■ EXERCISE OBJECTIVE
Given the material below, return only the lines starting at the line with "operational key. The" and ending at the line with "const REPLY_DOMAIN: &[u8]", exactly as they appear.

■ DATA EXCERPTS
▶
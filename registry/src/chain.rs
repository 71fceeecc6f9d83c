//! Read-only view of the blockchain the registry runs on.

use safenode_crypto::PayeeId;
use safenode_types::{Amount, BlockHash, Outpoint, PublicKey, Timestamp};

/// Facts about a collateral output.
#[derive(Clone, Copy, Debug, PartialEq, Eq)]
pub struct CollateralInfo {
    pub value: Amount,
    /// Height of the block that mined the output.
    pub height: u32,
    /// Key that can spend the output.
    pub owner: PublicKey,
    pub spent: bool,
}

impl CollateralInfo {
    /// Confirmations at `tip`, counting the mining block.
    pub fn confirmations(&self, tip: u32) -> u32 {
        if self.height > tip {
            0
        } else {
            (tip - self.height).saturating_add(1)
        }
    }
}

/// Chain queries consumed by the registry.
///
/// Implementations must be cheap and synchronous; the registry may call them
/// while holding its own locks.
pub trait ChainView: Send + Sync {
    fn tip_height(&self) -> u32;

    fn block_hash(&self, height: u32) -> Option<BlockHash>;

    fn block_height(&self, hash: &BlockHash) -> Option<u32>;

    fn block_time(&self, height: u32) -> Option<Timestamp>;

    fn collateral(&self, outpoint: &Outpoint) -> Option<CollateralInfo>;

    /// Height of the most recent block at or below `tip`, looking back at
    /// most `scan_back` blocks, that paid `payee`.
    fn last_payment(&self, payee: &PayeeId, tip: u32, scan_back: u32) -> Option<u32>;
}

#[cfg(test)]
mod tests {
    use super::*;

    fn info(height: u32) -> CollateralInfo {
        CollateralInfo {
            value: Amount::from_coins(1000),
            height,
            owner: PublicKey([1; 32]),
            spent: false,
        }
    }

    #[test]
    fn confirmations_count_the_mining_block() {
        assert_eq!(info(100).confirmations(100), 1);
        assert_eq!(info(100).confirmations(114), 15);
        assert_eq!(info(100).confirmations(99), 0);
        assert_eq!(info(0).confirmations(u32::MAX), u32::MAX);
    }
}
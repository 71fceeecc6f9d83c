//! Nullable transport: record relays and connections without sending.

use parking_lot::Mutex;
use safenode_messages::Inventory;
use safenode_node::Transport;
use safenode_types::ServiceAddr;
use std::sync::atomic::{AtomicBool, Ordering};

/// A test transport that records what the node asked it to do.
#[derive(Default)]
pub struct NullTransport {
    relayed: Mutex<Vec<Inventory>>,
    connections: Mutex<Vec<ServiceAddr>>,
    refuse_connections: AtomicBool,
}

impl NullTransport {
    pub fn new() -> Self {
        Self::default()
    }

    /// Every inventory relayed so far (for assertions).
    pub fn relayed(&self) -> Vec<Inventory> {
        self.relayed.lock().clone()
    }

    pub fn connections(&self) -> Vec<ServiceAddr> {
        self.connections.lock().clone()
    }

    /// Make every later `connect` fail.
    pub fn refuse_connections(&self) {
        self.refuse_connections.store(true, Ordering::SeqCst);
    }

    /// Clear all state.
    pub fn reset(&self) {
        self.relayed.lock().clear();
        self.connections.lock().clear();
        self.refuse_connections.store(false, Ordering::SeqCst);
    }
}

impl Transport for NullTransport {
    fn relay(&self, inventory: Inventory) {
        self.relayed.lock().push(inventory);
    }

    fn connect(&self, addr: ServiceAddr) -> bool {
        if self.refuse_connections.load(Ordering::SeqCst) {
            return false;
        }
        self.connections.lock().push(addr);
        true
    }
}
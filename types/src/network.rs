//! Network identifier.

use serde::{Deserialize, Serialize};

/// Identifies which network a node is connected to.
#[derive(Clone, Copy, Debug, Default, PartialEq, Eq, Hash, Serialize, Deserialize)]
#[serde(rename_all = "lowercase")]
pub enum NetworkId {
    /// The production network.
    Live,
    /// The public test network.
    Test,
    /// Local development network.
    #[default]
    Dev,
}

impl NetworkId {
    /// Default P2P port for this network. Live safenodes must listen on it.
    pub fn default_port(&self) -> u16 {
        match self {
            Self::Live => 5565,
            Self::Test => 15565,
            Self::Dev => 25565,
        }
    }

    /// Human-readable name.
    pub fn as_str(&self) -> &'static str {
        match self {
            Self::Live => "live",
            Self::Test => "test",
            Self::Dev => "dev",
        }
    }

    /// Parse a network name; unknown names fall back to `Dev`.
    pub fn from_name(s: &str) -> Self {
        match s.to_lowercase().as_str() {
            "live" | "main" | "mainnet" => Self::Live,
            "test" | "testnet" => Self::Test,
            _ => Self::Dev,
        }
    }
}
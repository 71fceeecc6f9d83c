//! Cryptographic primitives for the safenode registry.
//!
//! - **Ed25519** for collateral and operational signatures
//! - **Blake2b-256** for message hashes and payment scores
//! - Payee identifiers derived from collateral public keys

pub mod hash;
pub mod keys;
pub mod payee;
pub mod sign;

pub use hash::{blake2b_256, blake2b_256_multi};
pub use keys::{
    generate_keypair, is_valid_public_key, keypair_from_private, keypair_from_seed,
    private_key_from_hex, private_key_to_hex, public_from_private, KeyError,
};
pub use payee::PayeeId;
pub use sign::{sign_message, verify_signature};
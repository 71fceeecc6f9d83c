//! The concurrent safenode registry.
//!
//! Records live in a keyed map behind a registry-wide `RwLock`, each record
//! behind its own `Mutex`. Lock order is always registry first, then
//! record. Readers receive owned clones. Inventory to relay is collected
//! under lock and returned to the caller; no transport call happens here.

use parking_lot::{Mutex, RwLock};
use safenode_election::{
    anchor_height, rank, select_payee, upcoming_winners, Candidate, ElectionParams, RankedNode,
    Selection, Winner,
};
use safenode_messages::rejection::{MISBEHAVIOR_FORGED, MISBEHAVIOR_MISMATCH};
use safenode_messages::{BroadcastMessage, PingMessage, Rejection, VerificationMessage};
use safenode_types::{
    BlockHash, NodeParams, NodeState, Outpoint, PublicKey, Timestamp,
};
use std::collections::HashMap;
use std::sync::Arc;

use crate::chain::ChainView;
use crate::collateral::check_outpoint;
use crate::dedup::SeenMessages;
use crate::governance::GovernanceHash;
use crate::lifecycle::CheckContext;
use crate::outcome::{Accepted, Outcome, RegistryUpdate};
use crate::record::NodeRecord;

type Entry = Arc<Mutex<NodeRecord>>;

#[derive(Default)]
struct RegistryInner {
    records: HashMap<Outpoint, Entry>,
    seen_broadcasts: SeenMessages,
    seen_pings: SeenMessages,
    seen_verifications: SeenMessages,
    dirty_governance: Vec<GovernanceHash>,
    added: bool,
    removed: Vec<Outpoint>,
    mixing_queue_count: u64,
    last_watchdog_vote: Timestamp,
    local_operator: Option<PublicKey>,
    list_synced: bool,
}

impl RegistryInner {
    fn entry(&self, outpoint: &Outpoint) -> Option<Entry> {
        self.records.get(outpoint).cloned()
    }

    fn sorted_entries(&self) -> Vec<(Outpoint, Entry)> {
        let mut entries: Vec<_> = self
            .records
            .iter()
            .map(|(o, e)| (*o, Arc::clone(e)))
            .collect();
        entries.sort_by_key(|(o, _)| *o);
        entries
    }

    fn watchdog_active(&self, now: Timestamp, params: &NodeParams) -> bool {
        self.last_watchdog_vote != Timestamp::EPOCH
            && self
                .last_watchdog_vote
                .is_within(params.watchdog_max_seconds, now)
    }

    fn count_enabled(&self, min_protocol: u32) -> usize {
        self.records
            .values()
            .filter(|e| {
                let r = e.lock();
                r.is_enabled() && r.protocol_version >= min_protocol
            })
            .count()
    }
}

pub struct Registry {
    params: NodeParams,
    inner: RwLock<RegistryInner>,
}
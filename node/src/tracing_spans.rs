//! Pre-built [`tracing::Span`] constructors for safenode operations.
//!
//! Consistent span names and field sets make traces easy to filter and
//! correlate across the registry, the service surface and maintenance.

use tracing::{info_span, Span};

/// Span covering the handling of one inbound peer message.
pub fn message_span(kind: &str) -> Span {
    info_span!("safenode_message", kind = %kind)
}

/// Span covering a command on the service surface.
pub fn command_span(command: &str) -> Span {
    info_span!("safenode_command", command = %command)
}

/// Span covering the start of one configured safenode.
pub fn start_alias_span(alias: &str) -> Span {
    info_span!("start_alias", alias = %alias)
}

/// Span covering one maintenance pass.
pub fn maintenance_span(height: u32) -> Span {
    info_span!("maintenance", height = height)
}
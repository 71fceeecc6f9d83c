//! Address verification challenges.
//!
//! A challenger sends an unsigned request to an address. The node listening
//! there answers by signing (address, nonce, anchor hash) with its
//! operational key. The challenger then countersigns the whole exchange,
//! binding both outpoints, and relays the completed message so every peer
//! can adjust PoSe scores.

use safenode_crypto::{blake2b_256_multi, sign_message, verify_signature};
use safenode_types::{BlockHash, Outpoint, PrivateKey, PublicKey, ServiceAddr, Signature};
use serde::{Deserialize, Serialize};

use crate::codec::canonical;
use crate::inventory::{Inventory, InventoryKind, MessageHash};
use crate::rejection::{Rejection, MISBEHAVIOR_BAD_VERIFICATION};

const REPLY_DOMAIN: &[u8] = b"safenode-verify-reply";
const ATTESTATION_DOMAIN: &[u8] = b"safenode-verify-attest";

#[derive(Clone, Debug, PartialEq, Eq, Serialize, Deserialize)]
pub struct VerificationMessage {
    /// Node that answered the challenge.
    pub outpoint1: Outpoint,
    /// Node that issued the challenge.
    pub outpoint2: Outpoint,
    pub addr: ServiceAddr,
    pub nonce: u32,
    /// Height of the anchor block whose hash both signatures cover.
    pub height: u32,
    pub sig1: Option<Signature>,
    pub sig2: Option<Signature>,
}

impl VerificationMessage {
    pub fn request(addr: ServiceAddr, nonce: u32, height: u32) -> Self {
        Self {
            outpoint1: Outpoint::default(),
            outpoint2: Outpoint::default(),
            addr,
            nonce,
            height,
            sig1: None,
            sig2: None,
        }
    }

    fn reply_bytes(&self, anchor: &BlockHash) -> Vec<u8> {
        let mut bytes = REPLY_DOMAIN.to_vec();
        bytes.extend(canonical(&(self.addr, self.nonce, anchor)));
        bytes
    }

    fn attestation_bytes(&self, anchor: &BlockHash) -> Vec<u8> {
        let mut bytes = ATTESTATION_DOMAIN.to_vec();
        bytes.extend(canonical(&(
            self.addr,
            self.nonce,
            anchor,
            self.outpoint1,
            self.outpoint2,
        )));
        bytes
    }

    /// Answer a challenge as the node at `addr`.
    pub fn sign_reply(&mut self, outpoint1: Outpoint, operator_key: &PrivateKey, anchor: &BlockHash) {
        self.outpoint1 = outpoint1;
        self.sig1 = Some(sign_message(&self.reply_bytes(anchor), operator_key));
    }

    /// Countersign a reply as the challenger.
    pub fn sign_attestation(
        &mut self,
        outpoint2: Outpoint,
        operator_key: &PrivateKey,
        anchor: &BlockHash,
    ) {
        self.outpoint2 = outpoint2;
        self.sig2 = Some(sign_message(&self.attestation_bytes(anchor), operator_key));
    }

    pub fn is_complete(&self) -> bool {
        self.sig1.is_some() && self.sig2.is_some()
    }

    /// Verify both signatures against the two records' operational keys.
    pub fn check_signatures(
        &self,
        replier_key: &PublicKey,
        challenger_key: &PublicKey,
        anchor: &BlockHash,
    ) -> Result<(), Rejection> {
        let reply_ok = self
            .sig1
            .is_some_and(|sig| verify_signature(&self.reply_bytes(anchor), &sig, replier_key));
        if !reply_ok {
            return Err(Rejection::cryptographic(
                format!("bad reply signature from {}", self.outpoint1),
                MISBEHAVIOR_BAD_VERIFICATION,
            ));
        }
        let attest_ok = self.sig2.is_some_and(|sig| {
            verify_signature(&self.attestation_bytes(anchor), &sig, challenger_key)
        });
        if !attest_ok {
            return Err(Rejection::cryptographic(
                format!("bad attestation signature from {}", self.outpoint2),
                MISBEHAVIOR_BAD_VERIFICATION,
            ));
        }
        Ok(())
    }

    /// H(outpoint1 ‖ outpoint2 ‖ address ‖ nonce ‖ height).
    pub fn hash(&self) -> MessageHash {
        MessageHash(blake2b_256_multi(&[
            &canonical(&self.outpoint1),
            &canonical(&self.outpoint2),
            &canonical(&self.addr),
            &self.nonce.to_le_bytes(),
            &self.height.to_le_bytes(),
        ]))
    }

    pub fn inventory(&self) -> Inventory {
        Inventory::new(InventoryKind::Verification, self.hash())
    }
}

#[cfg(test)]
mod tests {
    use super::*;
    use safenode_crypto::keypair_from_seed;
    use safenode_types::TxHash;

    fn exchange() -> (VerificationMessage, BlockHash) {
        let anchor = BlockHash::new([3u8; 32]);
        let replier = keypair_from_seed(&[1u8; 32]);
        let challenger = keypair_from_seed(&[2u8; 32]);
        let mut msg =
            VerificationMessage::request(ServiceAddr::parse("10.1.1.1:25565").unwrap(), 42, 90);
        assert!(!msg.is_complete());
        msg.sign_reply(Outpoint::new(TxHash::new([1u8; 32]), 0), &replier.private, &anchor);
        msg.sign_attestation(Outpoint::new(TxHash::new([2u8; 32]), 0), &challenger.private, &anchor);
        (msg, anchor)
    }

    #[test]
    fn completed_exchange_verifies() {
        let (msg, anchor) = exchange();
        assert!(msg.is_complete());
        let replier = keypair_from_seed(&[1u8; 32]).public;
        let challenger = keypair_from_seed(&[2u8; 32]).public;
        assert!(msg.check_signatures(&replier, &challenger, &anchor).is_ok());
    }

    #[test]
    fn wrong_anchor_fails() {
        let (msg, _) = exchange();
        let replier = keypair_from_seed(&[1u8; 32]).public;
        let challenger = keypair_from_seed(&[2u8; 32]).public;
        let err = msg
            .check_signatures(&replier, &challenger, &BlockHash::new([9u8; 32]))
            .unwrap_err();
        assert_eq!(err.misbehavior(), 20);
    }

    #[test]
    fn swapped_outpoints_break_attestation() {
        let (mut msg, anchor) = exchange();
        std::mem::swap(&mut msg.outpoint1, &mut msg.outpoint2);
        let replier = keypair_from_seed(&[1u8; 32]).public;
        let challenger = keypair_from_seed(&[2u8; 32]).public;
        assert!(msg.check_signatures(&replier, &challenger, &anchor).is_err());
    }

    #[test]
    fn hash_excludes_signatures() {
        let (msg, _) = exchange();
        let mut unsigned = msg.clone();
        unsigned.sig1 = None;
        unsigned.sig2 = None;
        assert_eq!(msg.hash(), unsigned.hash());
    }
}
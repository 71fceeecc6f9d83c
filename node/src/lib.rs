//! Safenode-aware node: configuration, collaborator contracts and the
//! command surface over the registry.
//!
//! The node is the coordinator that:
//! - Loads operator configuration from TOML
//! - Feeds peer announcements, pings and verifications into the registry
//! - Relays accepted inventory through the transport
//! - Starts the operator's own safenodes
//! - Runs periodic maintenance and exports metrics

pub mod commands;
pub mod config;
pub mod contracts;
pub mod create;
pub mod error;
pub mod maintenance;
pub mod metrics;
pub mod service;
pub mod tracing_spans;

pub use commands::{
    AliasResult, ConfEntry, CountMode, CountReport, CreateSummary, DecodeSummary,
    DecodedBroadcast, ListMode, RelayResult, RelaySummary, ScheduledPayee, StartMode,
    StartSummary, WinnerInfo, WinnerTarget,
};
pub use config::{NodeConfig, NodeEntry, ParamsOverride};
pub use contracts::{Clock, SystemClock, Transport, Wallet};
pub use create::create_from_strings;
pub use error::NodeError;
pub use maintenance::{spawn_maintenance, MaintenanceTask};
pub use metrics::RegistryMetrics;
pub use service::{decode_batch, SafenodeService, PING_BLOCK_DEPTH};
//! Payee identifiers.
//!
//! Block rewards are paid to the collateral owner. The chain identifies the
//! owner by a 20-byte digest of the collateral public key, the same value the
//! registry reports as a node's payee.

use safenode_types::PublicKey;
use serde::{Deserialize, Serialize};
use std::fmt;

use crate::hash::blake2b_256;

/// 20-byte payee identifier derived from a collateral public key.
#[derive(Clone, Copy, PartialEq, Eq, PartialOrd, Ord, Hash, Serialize, Deserialize)]
pub struct PayeeId([u8; 20]);

impl PayeeId {
    pub fn from_public_key(public: &PublicKey) -> Self {
        let digest = blake2b_256(public.as_bytes());
        let mut id = [0u8; 20];
        id.copy_from_slice(&digest[..20]);
        Self(id)
    }

    pub fn as_bytes(&self) -> &[u8; 20] {
        &self.0
    }
}

impl fmt::Debug for PayeeId {
    fn fmt(&self, f: &mut fmt::Formatter<'_>) -> fmt::Result {
        write!(f, "PayeeId({})", hex::encode(&self.0[..4]))
    }
}

impl fmt::Display for PayeeId {
    fn fmt(&self, f: &mut fmt::Formatter<'_>) -> fmt::Result {
        write!(f, "sn{}", hex::encode(self.0))
    }
}

#[cfg(test)]
mod tests {
    use super::*;
    use crate::keys::keypair_from_seed;

    #[test]
    fn payee_is_stable_per_key() {
        let kp = keypair_from_seed(&[3u8; 32]);
        assert_eq!(PayeeId::from_public_key(&kp.public), PayeeId::from_public_key(&kp.public));
    }

    #[test]
    fn display_is_prefixed_hex() {
        let kp = keypair_from_seed(&[4u8; 32]);
        let shown = PayeeId::from_public_key(&kp.public).to_string();
        assert!(shown.starts_with("sn"));
        assert_eq!(shown.len(), 42);
    }
}
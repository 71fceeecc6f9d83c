//! Per-record governance vote counters.
//!
//! The registry only keeps bookkeeping; tallying belongs to the governance
//! subsystem, which drains dirty object hashes from the registry.

use serde::{Deserialize, Serialize};
use std::collections::BTreeMap;
use std::fmt;

/// Hash of a governance object a record has voted on.
#[derive(Clone, Copy, PartialEq, Eq, PartialOrd, Ord, Hash, Serialize, Deserialize)]
pub struct GovernanceHash(pub [u8; 32]);

impl fmt::Debug for GovernanceHash {
    fn fmt(&self, f: &mut fmt::Formatter<'_>) -> fmt::Result {
        write!(f, "GovernanceHash({})", hex::encode(&self.0[..4]))
    }
}

impl fmt::Display for GovernanceHash {
    fn fmt(&self, f: &mut fmt::Formatter<'_>) -> fmt::Result {
        write!(f, "{}", hex::encode(self.0))
    }
}

#[derive(Clone, Debug, Default, PartialEq, Eq)]
pub struct GovernanceVotes {
    counts: BTreeMap<GovernanceHash, u32>,
}

impl GovernanceVotes {
    pub fn add_vote(&mut self, object: GovernanceHash) {
        *self.counts.entry(object).or_insert(0) += 1;
    }

    pub fn remove_object(&mut self, object: &GovernanceHash) -> bool {
        self.counts.remove(object).is_some()
    }

    pub fn count(&self, object: &GovernanceHash) -> u32 {
        self.counts.get(object).copied().unwrap_or(0)
    }

    /// Every object hash voted on, in ascending order.
    pub fn objects(&self) -> Vec<GovernanceHash> {
        self.counts.keys().copied().collect()
    }

    pub fn len(&self) -> usize {
        self.counts.len()
    }

    pub fn is_empty(&self) -> bool {
        self.counts.is_empty()
    }
}
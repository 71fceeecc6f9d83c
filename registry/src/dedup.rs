//! Bounded memory of message hashes already processed.

use safenode_messages::MessageHash;
use std::collections::{HashSet, VecDeque};

/// Track the last 65 536 hashes per message kind.
pub const DEFAULT_SEEN_CAPACITY: usize = 65_536;

/// Rolling set of seen message hashes, evicting the oldest at capacity.
pub struct SeenMessages {
    capacity: usize,
    hashes: HashSet<MessageHash>,
    order: VecDeque<MessageHash>,
}

impl SeenMessages {
    pub fn new(capacity: usize) -> Self {
        Self {
            capacity,
            hashes: HashSet::with_capacity(capacity.min(1024)),
            order: VecDeque::with_capacity(capacity.min(1024)),
        }
    }

    pub fn contains(&self, hash: &MessageHash) -> bool {
        self.hashes.contains(hash)
    }

    /// Record `hash`. Returns `false` if it was already present.
    pub fn insert(&mut self, hash: MessageHash) -> bool {
        if self.hashes.contains(&hash) {
            return false;
        }
        if self.capacity == 0 {
            return true;
        }
        if self.hashes.len() >= self.capacity {
            if let Some(oldest) = self.order.pop_front() {
                self.hashes.remove(&oldest);
            }
        }
        self.hashes.insert(hash);
        self.order.push_back(hash);
        true
    }

    /// Forget `hash` so a newer copy of the same message can be processed.
    pub fn remove(&mut self, hash: &MessageHash) {
        if self.hashes.remove(hash) {
            self.order.retain(|h| h != hash);
        }
    }

    pub fn len(&self) -> usize {
        self.hashes.len()
    }

    pub fn is_empty(&self) -> bool {
        self.hashes.is_empty()
    }
}

impl Default for SeenMessages {
    fn default() -> Self {
        Self::new(DEFAULT_SEEN_CAPACITY)
    }
}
◀
■ OUTPUT
//! operational key. The challenger then countersigns the whole exchange,
//! binding both outpoints, and relays the completed message so every peer
//! can adjust PoSe scores.

use safenode_crypto::{blake2b_256_multi, sign_message, verify_signature};
use safenode_types::{BlockHash, Outpoint, PrivateKey, PublicKey, ServiceAddr, Signature};
use serde::{Deserialize, Serialize};

use crate::codec::canonical;
use crate::inventory::{Inventory, InventoryKind, MessageHash};
use crate::rejection::{Rejection, MISBEHAVIOR_BAD_VERIFICATION};

const REPLY_DOMAIN: &[u8] = b"safenode-verify-reply";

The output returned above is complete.